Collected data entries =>
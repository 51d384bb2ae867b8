//! Progress reporting while a backend request is in flight

use colored::Colorize;
use culturemate_application::RequestProgressNotifier;
use indicatif::{ProgressBar, ProgressStyle};
use std::sync::Mutex;
use std::time::Duration;

/// Shows a spinner for the single outstanding request
pub struct ProgressReporter {
    spinner: Mutex<Option<ProgressBar>>,
}

impl ProgressReporter {
    pub fn new() -> Self {
        Self {
            spinner: Mutex::new(None),
        }
    }

    fn spinner_style() -> ProgressStyle {
        ProgressStyle::default_spinner()
            .template("{spinner:.green} {msg}")
            .unwrap_or_else(|_| ProgressStyle::default_spinner())
    }

    fn pending_message(label: &str) -> &'static str {
        match label {
            "chat" => "답변을 기다리는 중...",
            _ => "추천 결과를 불러오는 중...",
        }
    }
}

impl Default for ProgressReporter {
    fn default() -> Self {
        Self::new()
    }
}

impl RequestProgressNotifier for ProgressReporter {
    fn on_request_start(&self, label: &str) {
        let pb = ProgressBar::new_spinner();
        pb.set_style(Self::spinner_style());
        pb.set_message(Self::pending_message(label));
        pb.enable_steady_tick(Duration::from_millis(100));

        if let Ok(mut spinner) = self.spinner.lock() {
            if let Some(previous) = spinner.replace(pb) {
                previous.finish_and_clear();
            }
        }
    }

    fn on_request_complete(&self, _label: &str, _success: bool) {
        if let Ok(mut spinner) = self.spinner.lock() {
            if let Some(pb) = spinner.take() {
                pb.finish_and_clear();
            }
        }
    }
}

/// Simple text-based progress (no fancy UI)
pub struct SimpleProgress;

impl RequestProgressNotifier for SimpleProgress {
    fn on_request_start(&self, label: &str) {
        println!("{} {}", "->".cyan(), ProgressReporter::pending_message(label));
    }

    fn on_request_complete(&self, _label: &str, success: bool) {
        if success {
            println!("  {} 완료", "v".green());
        } else {
            println!("  {} 실패", "x".red());
        }
    }
}

#[cfg(test)]
mod tests {
    use super::*;

    #[test]
    fn test_pending_message_per_label() {
        assert_eq!(ProgressReporter::pending_message("chat"), "답변을 기다리는 중...");
        assert_eq!(
            ProgressReporter::pending_message("festival"),
            "추천 결과를 불러오는 중..."
        );
    }

    #[test]
    fn test_complete_clears_spinner() {
        let reporter = ProgressReporter::new();
        reporter.on_request_start("tour");
        assert!(reporter.spinner.lock().unwrap().is_some());
        reporter.on_request_complete("tour", true);
        assert!(reporter.spinner.lock().unwrap().is_none());
    }
}
//! Console output formatter for recommendations and chat

use colored::Colorize;
use culturemate_domain::recommend::registry;
use culturemate_domain::{
    AnswerSet, AnswerValue, Domain, DomainError, Failure, FieldSpec, FlowError, FlowState,
    Message, Outcome, ResultCard, Role,
};
use serde_json::json;

/// Formats flow screens, result cards and chat messages for console display
pub struct ConsoleFormatter;

impl ConsoleFormatter {
    /// Home screen: the numbered list of domains.
    pub fn format_home() -> String {
        let mut output = Self::header("CultureMate");
        output.push_str("\n\n");
        for (i, spec) in registry::all().enumerate() {
            output.push_str(&format!(
                "  {} {}  {}\n",
                format!("{}.", i + 1).cyan().bold(),
                spec.title.bold(),
                spec.description.dimmed()
            ));
        }
        output
    }

    /// Title line of the input screen.
    pub fn format_input_header(domain: Domain) -> String {
        let spec = registry::spec(domain);
        format!(
            "\n{}\n{}\n",
            spec.title.cyan().bold(),
            "-".repeat(40)
        )
    }

    /// One question of the input screen.
    pub fn format_field_prompt(field: &FieldSpec, current: Option<&AnswerValue>) -> String {
        let mut prompt = field.label.bold().to_string();

        let hint = field.hint();
        if !hint.is_empty() {
            prompt.push_str(&format!(" [{}]", hint));
        }
        if !field.required {
            prompt.push_str(&format!(" {}", "(선택)".dimmed()));
        }
        if let Some(value) = current {
            prompt.push_str(&format!(" {}", format!("현재: {}", value).green()));
        } else if let Some(placeholder) = field.placeholder {
            prompt.push_str(&format!(" {}", format!("예: {}", placeholder).dimmed()));
        }
        prompt
    }

    /// Filled-in answers in schema order.
    pub fn format_answers(answers: &AnswerSet) -> String {
        answers
            .entries()
            .map(|(field, value)| format!("  {} {}", format!("{}:", field.label).dimmed(), value))
            .collect::<Vec<_>>()
            .join("\n")
    }

    /// Result screen for the current outcome.
    pub fn format_result(state: &FlowState) -> String {
        match state.outcome() {
            Outcome::Idle => String::new(),
            Outcome::Loading(_) => format!("{}", "추천 결과를 불러오는 중...".dimmed()),
            Outcome::Ready(cards) => {
                let title = state
                    .domain()
                    .map(|domain| registry::spec(domain).title)
                    .unwrap_or("추천 결과");
                format!(
                    "\n{}\n\n{}",
                    format!("=== {} 추천 결과 ===", title).cyan().bold(),
                    Self::format_cards(cards)
                )
            }
            Outcome::Failed(failure) => Self::format_failure(failure),
        }
    }

    /// Cards in the order the backend returned them.
    pub fn format_cards(cards: &[ResultCard]) -> String {
        if cards.is_empty() {
            return format!("{}\n", "추천 결과가 없습니다.".yellow());
        }

        let mut output = String::new();
        for (i, card) in cards.iter().enumerate() {
            let title = match &card.icon {
                Some(icon) => format!("{} {}", icon, card.title),
                None => card.title.clone(),
            };
            output.push_str(&format!(
                "{} {}\n",
                format!("{}.", i + 1).cyan(),
                title.yellow().bold()
            ));
            if !card.location.is_empty() {
                output.push_str(&format!("   {} {}\n", "위치:".dimmed(), card.location));
            }
            if let Some(secondary) = &card.secondary {
                output.push_str(&format!("   {} {}\n", "정보:".dimmed(), secondary));
            }
            if !card.description.is_empty() {
                output.push_str(&Self::indent(&card.description, "   "));
                output.push('\n');
            }
            output.push('\n');
        }
        output
    }

    pub fn format_failure(failure: &Failure) -> String {
        format!("{} {}", "✗".red().bold(), failure.message.red())
    }

    /// Cards as pretty JSON
    pub fn format_json(cards: &[ResultCard]) -> String {
        serde_json::to_string_pretty(cards).unwrap_or_else(|_| "[]".to_string())
    }

    /// Failure as pretty JSON, `{"error": {"kind": ..., "message": ...}}`
    pub fn format_failure_json(failure: &Failure) -> String {
        serde_json::to_string_pretty(&json!({ "error": failure }))
            .unwrap_or_else(|_| "{}".to_string())
    }

    /// Highlighted one-line notice (validation problems, hints).
    pub fn format_notice(text: &str) -> String {
        format!("{} {}", "!".yellow().bold(), text)
    }

    /// Plain user-facing text for a rejected flow event.
    ///
    /// Returns `None` for events that are silently dropped.
    pub fn flow_error_text(error: &FlowError) -> Option<String> {
        if error.is_ignorable() {
            return None;
        }
        let text = match error {
            FlowError::Incomplete { domain, missing } => {
                let spec = registry::spec(*domain);
                let labels: Vec<_> = missing
                    .iter()
                    .map(|name| spec.field(name).map(|field| field.label).unwrap_or(*name))
                    .collect();
                format!("필수 항목을 모두 입력해주세요: {}", labels.join(", "))
            }
            FlowError::Answer(DomainError::InvalidAnswer { field, .. }) => {
                format!("'{}' 항목의 입력값을 확인해주세요.", field)
            }
            FlowError::Answer(DomainError::UnknownDomain(name)) => {
                format!("알 수 없는 추천 유형입니다: {}", name)
            }
            FlowError::Answer(DomainError::UnknownField { field, .. }) => {
                format!("알 수 없는 항목입니다: {}", field)
            }
            other => match other.kind() {
                Some(kind) => kind.user_message().to_string(),
                None => other.to_string(),
            },
        };
        Some(text)
    }

    /// One chat message with its role marker.
    pub fn format_message(message: &Message) -> String {
        let time = message.sent_at.format("%H:%M").to_string();
        match message.role {
            Role::User => format!("{} {} {}", time.dimmed(), "나:".green().bold(), message.text),
            Role::Bot => format!(
                "{} {}\n{}",
                time.dimmed(),
                "CultureMate:".cyan().bold(),
                Self::indent(&message.text, "  ")
            ),
        }
    }

    fn header(title: &str) -> String {
        let line = "=".repeat(50);
        format!("{}\n{:^50}\n{}", line.cyan(), title.bold(), line.cyan())
    }

    /// Indent a multi-line string
    pub fn indent(text: &str, prefix: &str) -> String {
        text.lines()
            .map(|line| format!("{}{}", prefix, line))
            .collect::<Vec<_>>()
            .join("\n")
    }
}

Work to complete => Which lines of the entries above contain the string "DomainError"? Copy each one.

Your response =>
    AnswerSet, AnswerValue, Domain, DomainError, Failure, FieldSpec, FlowError, FlowState,
            FlowError::Answer(DomainError::InvalidAnswer { field, .. }) => {
            FlowError::Answer(DomainError::UnknownDomain(name)) => {
            FlowError::Answer(DomainError::UnknownField { field, .. }) => {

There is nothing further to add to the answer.